The next morning we slowly moved and packed up. The car ride home consisted of a lot of “hangover silence”, listening to Kirstin’s mix CD on repeat and no cops.
Not only was race #10 exciting because of my second fastest time and a great weekend all-around, reality set in that I only have three of these puppies left. It’s really both exciting and a bit sad as I’m beginning to think what the hell I’m going to do after my next three races. 26 marathons in 26 months? Kiddinggg…maybe. Actually, no, not a shot in hell. But I will need to figure out something to do with all my free time and to challenge myself more so. I will admit that it will be nice to actually see my bank account INCREASE for the first time in a year.

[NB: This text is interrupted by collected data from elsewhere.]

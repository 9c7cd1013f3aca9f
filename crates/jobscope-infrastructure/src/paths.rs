//! Unified path management for jobscope client files.

use std::path::PathBuf;

/// Errors that can occur during path resolution.
#[derive(Debug)]
pub enum PathError {
    /// Home directory could not be determined.
    HomeDirNotFound,
}

impl std::fmt::Display for PathError {
    fn fmt(&self, f: &mut std::fmt::Formatter<'_>) -> std::fmt::Result {
        match self {
            PathError::HomeDirNotFound => write!(f, "Cannot find home directory"),
        }
    }
}

impl std::error::Error for PathError {}

/// Path resolution for the jobscope client.
///
/// # Directory Structure
///
/// ```text
/// ~/.config/jobscope/          # Config directory
/// └── session.toml             # Durable session snapshot
/// ```
pub struct JobscopePaths;

impl JobscopePaths {
    /// Returns the jobscope configuration directory
    /// (e.g. `~/.config/jobscope/`).
    pub fn config_dir() -> Result<PathBuf, PathError> {
        dirs::config_dir()
            .map(|dir| dir.join("jobscope"))
            .ok_or(PathError::HomeDirNotFound)
    }

    /// Returns the path to the durable session snapshot.
    pub fn session_file() -> Result<PathBuf, PathError> {
        Ok(Self::config_dir()?.join("session.toml"))
    }
}
//! Student domain models.

use serde::{Deserialize, Serialize};

/// Summary record as returned by the student list endpoint.
#[derive(Debug, Clone, PartialEq, Serialize, Deserialize)]
#[serde(rename_all = "camelCase")]
pub struct StudentSummary {
    pub student_id: String,
    pub name: String,
    #[serde(default)]
    pub major: Option<String>,
    #[serde(default)]
    pub class_name: Option<String>,
    #[serde(default)]
    pub enrollment_year: Option<i32>,
    #[serde(default)]
    pub contact_email: Option<String>,
}

/// Assessment completion status for a student.
#[derive(Debug, Clone, PartialEq, Serialize, Deserialize)]
#[serde(rename_all = "camelCase")]
pub struct AssessmentStatus {
    pub is_complete: bool,
    #[serde(default)]
    pub redirect_url: Option<String>,
}

/// Personal information section of a full profile.
#[derive(Debug, Clone, PartialEq, Serialize, Deserialize)]
#[serde(rename_all = "camelCase")]
pub struct StudentInfo {
    pub name: String,
    #[serde(default)]
    pub major: Option<String>,
    #[serde(default)]
    pub class_name: Option<String>,
}

/// Nested assessment scores of a full profile.
///
/// Score fields are on the 0..=5 scale used by the radar model; missing
/// fields default to zero so a partially assessed student still renders.
#[derive(Debug, Clone, Default, PartialEq, Serialize, Deserialize)]
#[serde(rename_all = "camelCase")]
pub struct AssessmentScores {
    #[serde(default)]
    pub python_score: f64,
    #[serde(default)]
    pub java_score: f64,
    #[serde(default)]
    pub sql_score: f64,
    #[serde(default)]
    pub bigdata_frameworks_score: f64,
    #[serde(default)]
    pub problem_solving_score: f64,
    #[serde(default)]
    pub teamwork_score: f64,
    #[serde(default)]
    pub communication_score: f64,
    #[serde(default)]
    pub resilience_score: f64,
    #[serde(default)]
    pub gpa_major: Option<f64>,
    #[serde(default)]
    pub disc_type: Option<String>,
}

/// Full profile payload as returned by the profile endpoint.
#[derive(Debug, Clone, PartialEq, Serialize, Deserialize)]
pub struct ProfilePayload {
    pub info: StudentInfo,
    pub assessment: AssessmentScores,
}

/// The profile slice held in the store for the selected student.
///
/// A profile has two shapes: `Incomplete` when the remote status check says
/// the assessment has not been done yet (an expected state, not an error),
/// and `Complete` with the full payload otherwise.
#[derive(Debug, Clone, PartialEq, Serialize, Deserialize)]
#[serde(tag = "shape", rename_all = "snake_case")]
pub enum StudentProfile {
    Incomplete { status: String },
    Complete(ProfilePayload),
}

impl StudentProfile {
    pub fn is_incomplete(&self) -> bool {
        matches!(self, Self::Incomplete { .. })
    }

    /// Returns the full payload if this profile is complete.
    pub fn payload(&self) -> Option<&ProfilePayload> {
        match self {
            Self::Complete(payload) => Some(payload),
            Self::Incomplete { .. } => None,
        }
    }
}

#[cfg(test)]
mod tests {
    use super::*;

    #[test]
    fn test_profile_payload_wire_shape() {
        let json = r#"{
            "info": { "name": "Li Ming", "major": "Software Engineering" },
            "assessment": { "pythonScore": 4.5, "gpaMajor": 3.6, "discType": "DI" }
        }"#;
        let payload: ProfilePayload = serde_json::from_str(json).unwrap();
        assert_eq!(payload.info.name, "Li Ming");
        assert_eq!(payload.assessment.python_score, 4.5);
        assert_eq!(payload.assessment.java_score, 0.0);
        assert_eq!(payload.assessment.gpa_major, Some(3.6));
    }

    #[test]
    fn test_incomplete_profile_has_no_payload() {
        let profile = StudentProfile::Incomplete {
            status: "PENDING".to_string(),
        };
        assert!(profile.is_incomplete());
        assert!(profile.payload().is_none());
    }
}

Next stop: Dallas this weekend to run with my boo, Anna (remember her from an earlier post- my college runner roommate?) Well back then, she was Anna Zapata, but after a ring, an exchange of “I do’s” and an amazing wedding, the newlywed Mrs. Primeaux will be joining me for race #11. I’ve been nursing a wicked cold and strep throat combo for the past week and a half which has totally cockblocked my running schedule, so this could be interesting. But eh, with a quick yee-haw I’m thinking this will still be a good one. I mean, afterall, everything’s bigger in Texas, right?